Halkon and Innes believe that Foulness Valley is a great case study in which to correlate the distribution of artifacts with the various ecological and cultural phases present in the study region, as well as paleoenvironmental data to determine what environmental changes were occurring during each phase. This article represents the first phase of these larger research aims, consisting of a surface survey of the various zones of the valley to determine a rough distribution of diagnostic artifacts types for the Mesolithic, Neolithic, and Iron Age occupation periods.

The authors refer to their theoretical framework as geographical determinism, drawing from a pragmatic approach which calls for contextualized explanations. In reference to archaeology, this refers to explanations of past human behavior that are fully contextualized and relevant, in this case, to the environmental variability of Foulness Valley.

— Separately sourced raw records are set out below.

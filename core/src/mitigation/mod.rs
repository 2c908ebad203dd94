//! Player mitigation over a fight
//!
//! This module provides:
//! - **Catalog**: Named resistance sources, each with one activation kind
//! - **Computed rules**: Injected predicate/formula pairs for `computed` entries
//! - **Evaluation**: Which sources a player has, static resistance total
//! - **Sampling**: 1 Hz dynamic resistance curve and its reductions
//! - **Conversion**: Resistance to damage-reduction percentage
//!
//! # Architecture
//!
//! ```text
//! ┌───────────────────────┐   ┌─────────────────────────────────────┐
//! │ SourceCatalog         │   │ CombatantInfo + PlayerInfo          │
//! │ aura│gear│computed│.. │   │ gear, auras, role, class            │
//! └───────────────────────┘   └─────────────────────────────────────┘
//!             │                                │
//!             └──────────────┬─────────────────┘
//!                            ▼
//!              SourceActivationEvaluator ──► StaticResistanceCalculator
//!                            │                          │
//!      buff/debuff IntervalSets                         │
//!                            ▼                          ▼
//!                    MitigationSampler ◄────────────────┘
//!                            │
//!                            ▼
//!                PlayerMitigationSummary (samples, sources, max, avg)
//! ```

mod computed;
mod conversion;
mod error;
mod evaluator;
mod sampler;
mod source;
mod static_resistance;

#[cfg(test)]
mod sampler_tests;

pub use computed::{
    ARMOR_FOCUS, ARMOR_RESISTANCE, ComputedRegistry, HEAVY_ARMOR_CONSTITUTION, PlayerContext,
};
pub use conversion::{
    Conversion, DiminishingConversion, LinearConversion, ResistanceConversion,
};
pub use error::ConversionError;
pub use evaluator::SourceActivationEvaluator;
pub use sampler::{MitigationHeadline, MitigationSampler};
pub use source::{CatalogEntry, MAJOR_RESOLVE, MINOR_RESOLVE, MitigationSource, SourceCatalog};
pub use static_resistance::StaticResistanceCalculator;
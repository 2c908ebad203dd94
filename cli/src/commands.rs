use std::io::Write;
use std::path::{Path, PathBuf};
use std::time::Instant;

use bulwark_core::{FightAnalyzer, MitigationHeadline};
use bulwark_types::{AppConfig, FightReport, SourceKind, StatusEffectUptime};
use rayon::prelude::*;

use crate::config::{AppConfigExt, config_path};
use crate::error::CliError;
use crate::input::{list_fight_files, load_fight};

fn analyzer(config: &AppConfig, catalog_override: Option<&str>) -> Result<FightAnalyzer, CliError> {
    let catalog = config.resolve_catalog(catalog_override)?;
    Ok(FightAnalyzer::from_config(config, catalog)?)
}

fn print_json<T: serde::Serialize>(value: &T) -> Result<(), CliError> {
    let json = serde_json::to_string_pretty(value).map_err(CliError::Serialize)?;
    println!("{json}");
    Ok(())
}

pub fn analyze(
    path: &Path,
    catalog: Option<&str>,
    json: bool,
    config: &AppConfig,
) -> Result<(), CliError> {
    let analyzer = analyzer(config, catalog)?;
    let input = load_fight(path)?;

    let timer = Instant::now();
    let report = analyzer.analyze(&input);
    tracing::info!(
        path = %path.display(),
        elapsed_ms = timer.elapsed().as_millis() as u64,
        "Analyzed fight"
    );

    if json {
        return print_json(&report);
    }
    print_report(&report, &analyzer);
    if let Some(note) =
        excluded_computed_note(&report, config.mitigation.include_computed_in_static)
    {
        println!();
        println!("{note}");
    }
    Ok(())
}

pub fn uptime(path: &Path, target: i64, json: bool, config: &AppConfig) -> Result<(), CliError> {
    let analyzer = analyzer(config, None)?;
    let input = load_fight(path)?;

    let uptimes = analyzer
        .status_effects(&input)
        .into_iter()
        .find(|t| t.target_id == target)
        .map(|t| t.uptimes)
        .unwrap_or_default();

    if json {
        return print_json(&uptimes);
    }
    if uptimes.is_empty() {
        println!("No tracked status effects on target {target}");
        return Ok(());
    }
    println!("Target {target}");
    print_uptimes(&uptimes);
    Ok(())
}

/// Analyze every `*.json` fight in `dir` in parallel
pub fn batch(dir: &Path, config: &AppConfig) -> Result<(), CliError> {
    let analyzer = analyzer(config, None)?;
    let files = list_fight_files(dir)?;
    if files.is_empty() {
        println!("No fight files in {}", dir.display());
        return Ok(());
    }

    let timer = Instant::now();
    let results: Vec<(PathBuf, Result<FightReport, CliError>)> = files
        .into_par_iter()
        .map(|path| {
            let result = load_fight(&path)
                .map(|input| analyzer.analyze(&input))
                .map_err(CliError::from);
            (path, result)
        })
        .collect();

    println!("{:<40} {:>8} {:>8} {:>10}", "File", "Players", "Targets", "Duration");
    println!("{}", "-".repeat(70));
    let mut failed = 0;
    for (path, result) in &results {
        let name = path
            .file_name()
            .map(|n| n.to_string_lossy().into_owned())
            .unwrap_or_else(|| path.display().to_string());
        match result {
            Ok(report) => println!(
                "{:<40} {:>8} {:>8} {:>9.1}s",
                name,
                report.mitigation.len(),
                report.status_effects.len(),
                report.fight.duration_ms() as f64 / 1000.0
            ),
            Err(err) => {
                failed += 1;
                tracing::warn!(path = %path.display(), error = %err, "Fight analysis failed");
                println!("{:<40} error: {err}", name);
            }
        }
    }

    tracing::info!(
        fights = results.len(),
        failed,
        elapsed_ms = timer.elapsed().as_millis() as u64,
        "Batch complete"
    );
    Ok(())
}

pub fn show_settings(config: &AppConfig) -> Result<(), CliError> {
    if let Some(path) = config_path() {
        println!("Config file: {path}");
    }
    println!(
        "Catalog: {}",
        config.catalog_path.as_deref().unwrap_or("(built-in)")
    );
    println!("Conversion: {:?}", config.mitigation.conversion);
    println!(
        "Computed sources in static: {}",
        config.mitigation.include_computed_in_static
    );
    if !config.mitigation.include_computed_in_static {
        println!("  (active computed sources such as armor are listed but not summed into Static)");
    }
    println!("Tracked status effects:");
    for tracked in &config.tracked_status_effects {
        println!("  {:>8}  {}", tracked.ability_id, tracked.name);
    }
    Ok(())
}

pub fn exit() {
    let mut stdout = std::io::stdout();
    let _ = write!(stdout, "quitting...");
    let _ = stdout.flush();
}

fn print_report(report: &FightReport, analyzer: &FightAnalyzer) {
    let conversion = analyzer.conversion();

    println!(
        "Fight {}..{} ({:.1}s)",
        report.fight.start_time,
        report.fight.end_time,
        report.fight.duration_ms() as f64 / 1000.0
    );
    println!();
    println!(
        "{:<24} {:>8} {:>8} {:>10} {:>8} {:>8} {:>8}",
        "Player", "Static", "MaxDyn", "AvgDyn", "Static%", "Max%", "Avg%"
    );
    println!("{}", "-".repeat(82));
    for summary in &report.mitigation {
        println!(
            "{:<24} {:>8} {:>8} {:>10.1} {:>7.2}% {:>7.2}% {:>7.2}%",
            summary.player_name,
            summary.static_resistance,
            summary.max_dynamic_resistance,
            summary.average_dynamic_resistance,
            summary.static_percent(conversion),
            summary.max_percent(conversion),
            summary.average_percent(conversion),
        );
        let active: Vec<String> = summary
            .sources
            .iter()
            .filter(|s| s.is_active)
            .map(|s| format!("{} [{}] {}", s.name, s.kind.label(), s.resistance_value))
            .collect();
        if !active.is_empty() {
            println!("    {}", active.join(", "));
        }
    }

    for target in &report.status_effects {
        if target.uptimes.is_empty() {
            continue;
        }
        println!();
        println!("Target {}", target.target_id);
        print_uptimes(&target.uptimes);
    }
}

/// Names of active computed sources that the static column leaves out
fn excluded_computed_note(report: &FightReport, include_computed: bool) -> Option<String> {
    if include_computed {
        return None;
    }
    let mut names: Vec<&str> = report
        .mitigation
        .iter()
        .flat_map(|m| &m.sources)
        .filter(|s| s.is_active && s.kind == SourceKind::Computed)
        .map(|s| s.name.as_str())
        .collect();
    if names.is_empty() {
        return None;
    }
    names.sort_unstable();
    names.dedup();
    Some(format!(
        "Note: Static excludes active computed sources ({}). Set include_computed_in_static to count them.",
        names.join(", ")
    ))
}

fn print_uptimes(uptimes: &[StatusEffectUptime]) {
    println!(
        "{:<24} {:>8} {:>10} {:>6}  {}",
        "Effect", "Uptime", "Active", "Apps", "By source"
    );
    for uptime in uptimes {
        let sources: Vec<String> = uptime
            .by_source
            .iter()
            .map(|s| format!("{}:{:.1}%", s.source_id, s.uptime_percentage))
            .collect();
        println!(
            "{:<24} {:>7.1}% {:>9.1}s {:>6}  {}",
            uptime.ability_name,
            uptime.uptime_percentage,
            uptime.total_duration_ms as f64 / 1000.0,
            uptime.applications,
            sources.join(" ")
        );
    }
}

Based on the initial surface survey, the distribution of artifacts around the waterways of this valley are explained by the authors as patterns of ritual deposition. This interpretation and explanation of the human behavior to place artifacts near waterways is relevant to Foulness valley because of its various wetland environments. From a pragmatic approach, such an interpretation would not be well supported in a different context, such as a desert (to be hyperbolic). Aside from the unusual distribution of artifacts near waterways, otherwise the artifact distributions indicate that people were carrying out daily activities in what would have dryer, more favorable environments such as the hinterland mixed forests.